Petitioner, a hospital-based physician, testified that he set the fees he charged his private patients. The Tribunal, which is authorized to make its own findings of fact, did not abuse its discretion in rejecting the ALJ's finding that petitioner did not have unfettered discretion in setting those fees.
The existence of an employment relationship is a question of fact. No one factor is determinative, and the finding of the Tribunal, if supported by substantial evidence, is beyond further judicial review even if there is some evidence in the record indicating a contrary conclusion (Matter of Concourse Ophthalmology Assoc. [Roberts], 60 N.Y.2d 734, 469 N.Y.S.2d 78, 456 N.E.2d 1201). There is substantial evidence in this record to support the conclusion that petitioner was an independent contractor with regard to his private patients. Although the Hospital provided petitioner with his office, staff, equipment and supporting administrative services, petitioner expressly stipulated that the share of his fees paid to the Hospital compensated it for those facilities and services. Thus, rather than the Hospital providing the facilities and services as an employer, petitioner essentially procured them by means of his own private income (compare Matter of Goldstein [Roberts], 61 N.Y.2d 937, 474 N.Y.S.2d 969, 463 N.E.2d 370).

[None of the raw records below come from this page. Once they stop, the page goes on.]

// Copyright 2025 itscheems
//
// Licensed under the Apache License, Version 2.0 (the "License");
// you may not use this file except in compliance with the License.
// You may obtain a copy of the License at
//
//     http://www.apache.org/licenses/LICENSE-2.0
//
// Unless required by applicable law or agreed to in writing, software
// distributed under the License is distributed on an "AS IS" BASIS,
// WITHOUT WARRANTIES OR CONDITIONS OF ANY KIND, either express or implied.
// See the License for the specific language governing permissions and
// limitations under the License.

//! The dual-signature gate
//!
//! Every mutating request passes, in order and fail-fast:
//!
//! 1. Canonicalization of the body
//! 2. HMAC gate: API key + request signature
//! 3. Wallet-intent gate: the account's wallet signed this exact intent
//! 4. Replay guard: both timestamps fresh, intent not seen before
//!
//! A request reaches downstream order-state logic only as a
//! [`VerifiedRequest`]. A replay record is written only once every earlier
//! stage has passed, so a rejected request never burns its dedup key.

use std::{borrow::Cow, sync::Arc};

use actix_web::http::StatusCode;
use keystone_sdk::{
	Action, CanonicalError, FIELD_TIMESTAMP, Intent, SigningEnvelope, Transport, WalletAddress,
	canonicalize,
};
use serde::Serialize;
use serde_json::{Map, Value};
use thiserror::Error;
use tracing::{info, warn};

use crate::{
	admission::{DedupKey, ReplayError, ReplayGuard, parse_timestamp, parse_timestamp_str},
	auth::{self, AuthContext, AuthError},
	clock::Clock,
	credentials::CredentialStore,
	intent::{self, IntentError},
};

/// Error types for the gate
#[derive(Debug, Clone, PartialEq, Eq, Error)]
pub enum GateError {
	#[error("Canonicalization failed: {0}")]
	Canonical(#[from] CanonicalError),
	#[error("Authentication failed: {0}")]
	Auth(#[from] AuthError),
	#[error("Intent verification failed: {0}")]
	Intent(#[from] IntentError),
	#[error("No wallet registered for account {0}")]
	WalletNotRegistered(String),
	#[error("Replay check failed: {0}")]
	Replay(#[from] ReplayError),
}

impl GateError {
	/// HTTP status of the external response
	pub fn status(&self) -> StatusCode {
		match self {
			GateError::Auth(_) => StatusCode::UNAUTHORIZED,
			GateError::Intent(IntentError::InvalidIntentSignature) | GateError::WalletNotRegistered(_) => {
				StatusCode::FORBIDDEN
			}
			GateError::Replay(ReplayError::StoreFull) => StatusCode::SERVICE_UNAVAILABLE,
			GateError::Canonical(_)
			| GateError::Intent(IntentError::MissingField(_))
			| GateError::Intent(IntentError::Malformed(_))
			| GateError::Replay(_) => StatusCode::BAD_REQUEST,
		}
	}

	/// Message of the external response
	///
	/// All 401 causes share one message so callers cannot tell an unknown key
	/// from a bad signature.
	pub fn public_message(&self) -> Cow<'static, str> {
		let message = match self {
			GateError::Auth(_) => "Invalid API key or signature.",
			GateError::Intent(IntentError::InvalidIntentSignature) | GateError::WalletNotRegistered(_) => {
				"Invalid message signature."
			}
			GateError::Canonical(_)
			| GateError::Intent(IntentError::MissingField(_))
			| GateError::Intent(IntentError::Malformed(_)) => "Missing required fields.",
			GateError::Replay(ReplayError::InvalidTimestampFormat) => {
				"Invalid timestamp format. Timestamp must be an integer in milliseconds."
			}
			GateError::Replay(ReplayError::TimestampTooOld { window_ms }) => {
				return Cow::Owned(format!(
					"Timestamp is too old. Requests must be sent within {}.",
					describe_window(*window_ms)
				));
			}
			GateError::Replay(ReplayError::TimestampInFuture) => "Timestamp cannot be in the future.",
			GateError::Replay(ReplayError::DuplicateRequest(action)) => duplicate_message(*action),
			GateError::Replay(ReplayError::StoreFull) => "Service temporarily unavailable.",
		};
		Cow::Borrowed(message)
	}

	/// Stage that rejected the request, for logs
	pub fn stage(&self) -> &'static str {
		match self {
			GateError::Canonical(_) => "canonicalize",
			GateError::Auth(_) => "hmac",
			GateError::Intent(_) | GateError::WalletNotRegistered(_) => "intent",
			GateError::Replay(_) => "replay",
		}
	}
}

/// Window length in the largest whole unit, e.g. "5 minutes"
fn describe_window(window_ms: u64) -> String {
	let (count, unit) = if window_ms % 60_000 == 0 {
		(window_ms / 60_000, "minute")
	} else if window_ms % 1_000 == 0 {
		(window_ms / 1_000, "second")
	} else {
		(window_ms, "millisecond")
	};
	let plural = if count == 1 { "" } else { "s" };
	format!("{count} {unit}{plural}")
}

fn duplicate_message(action: Action) -> &'static str {
	match action {
		Action::PlaceOrder => "Your order request is already received.",
		Action::CancelOrder | Action::CancelAllOrders => {
			"Your cancellation request is already received."
		}
		Action::Withdraw => "Your withdrawal request is already received.",
		Action::Transfer => "Your transfer request is already received.",
	}
}

/// Transport-neutral view of an inbound request
#[derive(Debug, Clone, Copy)]
pub struct GateRequest<'a> {
	/// Fixed by the route, never taken from the payload
	pub action: Action,
	pub method: &'a str,
	/// Path exactly as signed: bare path for body-mode actions, path plus the
	/// literal query string for query-mode actions
	pub signed_path: &'a str,
	/// Body object (body mode) or decoded query parameters (query mode)
	pub fields: Option<&'a Map<String, Value>>,
	pub auth: AuthContext<'a>,
}

/// A request that passed every stage
#[derive(Debug, Clone, PartialEq, Eq, Serialize)]
pub struct VerifiedRequest {
	pub account_id: String,
	pub wallet_address: WalletAddress,
	pub action: Action,
	pub intent: Intent,
	/// Intent timestamp, unix milliseconds
	pub timestamp: u64,
}

/// The gate, shared across workers behind an `Arc`
#[derive(Clone)]
pub struct Gate {
	credentials: Arc<dyn CredentialStore>,
	clock: Arc<dyn Clock>,
	replay: ReplayGuard,
}

impl Gate {
	pub fn new(
		credentials: Arc<dyn CredentialStore>,
		clock: Arc<dyn Clock>,
		replay: ReplayGuard,
	) -> Self {
		Self {
			credentials,
			clock,
			replay,
		}
	}

	pub fn replay_guard(&self) -> &ReplayGuard {
		&self.replay
	}

	/// Run a request through every stage
	pub fn verify(&self, request: &GateRequest<'_>) -> Result<VerifiedRequest, GateError> {
		let result = self.run(request);
		match &result {
			Ok(verified) => info!(
				target: "gate",
				action = %verified.action,
				account_id = %verified.account_id,
				"Request admitted"
			),
			Err(e) => warn!(
				target: "gate",
				action = %request.action,
				stage = e.stage(),
				reason = %e,
				"Request rejected"
			),
		}
		result
	}

	fn run(&self, request: &GateRequest<'_>) -> Result<VerifiedRequest, GateError> {
		let empty = Map::new();
		let fields = request.fields.unwrap_or(&empty);

		// 1. Canonicalize. Query-mode actions carry no body.
		let canonical_body = match request.action.transport() {
			Transport::Body => canonicalize(request.fields)?,
			Transport::Query => String::new(),
		};

		// 2. HMAC gate
		let credential = auth::authenticate(
			self.credentials.as_ref(),
			&request.auth,
			request.method,
			request.signed_path,
			&canonical_body,
		)?;
		let account_id = credential.owner_account_id;

		// 3. Wallet-intent gate
		let claimed_signature = intent::wallet_signature(fields)?;
		let timestamp = match fields.get(FIELD_TIMESTAMP) {
			None | Some(Value::Null) => return Err(IntentError::MissingField(FIELD_TIMESTAMP).into()),
			Some(value) => parse_timestamp(value, request.action.transport())?,
		};
		let wallet = self
			.credentials
			.wallet_identity(&account_id)
			.ok_or_else(|| GateError::WalletNotRegistered(account_id.clone()))?;
		let intent = intent::verify_intent(
			request.action,
			fields,
			timestamp,
			claimed_signature,
			&wallet.wallet_address,
		)?;

		// 4. Replay guard. The header timestamp is HMAC-bound, so it is
		// held to the same window as the intent timestamp.
		let now = self.clock.now_millis();
		let header_timestamp = parse_timestamp_str(request.auth.timestamp.unwrap_or_default())?;
		self.replay.check_window(header_timestamp, now)?;

		let envelope = SigningEnvelope::new(intent, timestamp);
		let dedup_key = DedupKey::new(&account_id, &envelope);
		self.replay
			.admit(&account_id, request.action, &dedup_key, timestamp, now)?;

		Ok(VerifiedRequest {
			account_id,
			wallet_address: wallet.wallet_address,
			action: request.action,
			intent: envelope.intent,
			timestamp,
		})
	}
}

Petitioner alone decided how many private patients he would treat, and set his own hours, subject only to his working out a schedule with the Hospital for the availability of treatment rooms. This was no different from any independent contractor working his schedule around a second job, or a private surgeon scheduling surgery around the availability of operating rooms. Approximately half of petitioner's time was spent with private patients, which accounted for approximately four-fifths of his income for those years. In setting his own fees and undertaking to collect those payments directly from his patients, petitioner undertook the risks of time and separate expenses associated with this business, which he declared as deductions on his taxes for the years in question. The fact that he processed his patients' payments through the Hospital, under a service provided in his fee-sharing agreement, and arranged to pay for the services of a Hospital internist to cover for him on weekends, did not alter the independent contractual relationship he had with his private patients. Despite the existence of some evidence in the record that might have supported a contrary conclusion, the Tribunal's decision was nonetheless supported by substantial evidence.